AVAILABLE DATA:
<<<<

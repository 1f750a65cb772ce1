//! User and badge models for storage.

use crate::models::{Coordinate, GameLevel};
use crate::time_utils::{format_badge_date, rfc3339_millis};
use chrono::{DateTime, Utc};
use serde::{Deserialize, Serialize};
#[cfg(feature = "binding-generation")]
use ts_rs::TS;

/// Icon token shown for level-up badges.
pub const LEVEL_BADGE_ICON: &str = "🏆";

/// User profile stored under the `communityUser` key.
///
/// `level` is always the level resolved from `points`; see
/// [`crate::services::levels::LevelTable::level_for`].
#[derive(Debug, Clone, PartialEq, Serialize, Deserialize)]
#[serde(rename_all = "camelCase")]
#[cfg_attr(feature = "binding-generation", derive(TS))]
#[cfg_attr(
    feature = "binding-generation",
    ts(export, export_to = "web/src/lib/generated/")
)]
pub struct User {
    /// Opaque identifier (UUID v7)
    pub id: String,
    /// Display name
    pub name: String,
    pub email: String,
    /// Profile picture URL
    #[serde(default, skip_serializing_if = "Option::is_none")]
    pub avatar: Option<String>,
    /// Cumulative points
    pub points: u32,
    /// Derived level number (>= 1)
    pub level: u32,
    /// Earned badges in the order they were minted
    #[serde(default)]
    pub badges: Vec<Badge>,
    /// When the user registered
    #[serde(with = "rfc3339_millis")]
    #[cfg_attr(feature = "binding-generation", ts(type = "string"))]
    pub joined_at: DateTime<Utc>,
    /// Last known position, if any
    #[serde(default, skip_serializing_if = "Option::is_none")]
    pub location: Option<Coordinate>,
}

impl User {
    /// A fresh level-1 user with no points.
    pub fn new(
        name: impl Into<String>,
        email: impl Into<String>,
        location: Option<Coordinate>,
        joined_at: DateTime<Utc>,
    ) -> Self {
        Self {
            id: uuid::Uuid::now_v7().to_string(),
            name: name.into(),
            email: email.into(),
            avatar: None,
            points: 0,
            level: 1,
            badges: Vec::new(),
            joined_at,
            location,
        }
    }

    pub fn has_badge(&self, badge_id: &str) -> bool {
        self.badges.iter().any(|b| b.id == badge_id)
    }
}

/// Achievement record. Never mutated after it is minted.
#[derive(Debug, Clone, PartialEq, Serialize, Deserialize)]
#[serde(rename_all = "camelCase")]
#[cfg_attr(feature = "binding-generation", derive(TS))]
#[cfg_attr(
    feature = "binding-generation",
    ts(export, export_to = "web/src/lib/generated/")
)]
pub struct Badge {
    pub id: String,
    pub name: String,
    pub description: String,
    pub icon: String,
    #[serde(with = "rfc3339_millis")]
    #[cfg_attr(feature = "binding-generation", ts(type = "string"))]
    pub earned_at: DateTime<Utc>,
}

impl Badge {
    /// Stable id of the badge minted on reaching `level`.
    pub fn level_badge_id(level: u32) -> String {
        format!("level-{}", level)
    }

    /// Badge minted when a user reaches `level`.
    pub fn for_level(level: &GameLevel, earned_at: DateTime<Utc>) -> Self {
        Self {
            id: Self::level_badge_id(level.level),
            name: format!("Nível {}", level.name),
            description: format!("Alcançou o nível {}", level.name),
            icon: LEVEL_BADGE_ICON.to_string(),
            earned_at,
        }
    }

    /// Date label shown under the badge.
    pub fn earned_on(&self) -> String {
        format_badge_date(self.earned_at)
    }
}
//! Embedding generation service

use std::sync::Arc;

use async_trait::async_trait;

use super::client::EmbeddingClient;
use super::truncate_for_model;
use super::EmbeddingConfig;
use crate::errors::Result;

/// Anything that can turn text into a fixed-length vector
#[async_trait]
pub trait Embedder: Send + Sync {
    async fn embed(&self, text: &str) -> Result<Vec<f32>>;
}

/// Service for generating embeddings against a configured provider
pub struct EmbeddingService {
    client: Arc<EmbeddingClient>,
    config: EmbeddingConfig,
}

impl EmbeddingService {
    /// Create a new embedding service
    pub fn new(config: &crate::config::AppConfig) -> Result<Self> {
        let embedding_config = EmbeddingConfig::from_app_config(config);
        Self::from_config(embedding_config)
    }

    /// Create from custom config
    pub fn from_config(config: EmbeddingConfig) -> Result<Self> {
        let client = EmbeddingClient::new(
            config.provider,
            config.model.clone(),
            config.endpoint.clone(),
            config.api_key.clone(),
        )?;

        Ok(Self {
            client: Arc::new(client),
            config,
        })
    }

    /// Generate an embedding, truncating overlong input first
    pub async fn generate(&self, text: &str) -> Result<Vec<f32>> {
        let input = truncate_for_model(text, self.config.max_input_chars);
        self.client.generate(input).await
    }

    /// Get the embedding dimension
    #[must_use]
    pub const fn dimension(&self) -> usize {
        self.config.dimension
    }

    /// Get the model name
    #[must_use]
    pub fn model(&self) -> &str {
        &self.config.model
    }
}

#[async_trait]
impl Embedder for EmbeddingService {
    async fn embed(&self, text: &str) -> Result<Vec<f32>> {
        self.generate(text).await
    }
}
//! Realtime chat connection manager
//!
//! One logical "room" abstraction over two physically different backing
//! stores (group-channel messages vs. direct-message pairs) and a live push
//! subscription, with unified deduplication and graceful degradation.

pub mod connection;
pub mod feed;
pub mod log;
pub mod room;

pub use connection::ChatConnection;
pub use feed::FeedEvent;
pub use feed::LiveFeed;
pub use feed::LiveSubscription;
pub use feed::PgLiveFeed;
pub use feed::SubscriptionStatus;
pub use log::MessageLog;
pub use room::RoomId;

>>>>

TASK DIRECTIONS:
Count the lines in the entries above that include the string "badges", then give only that figure.

RESPONSE AREA:
5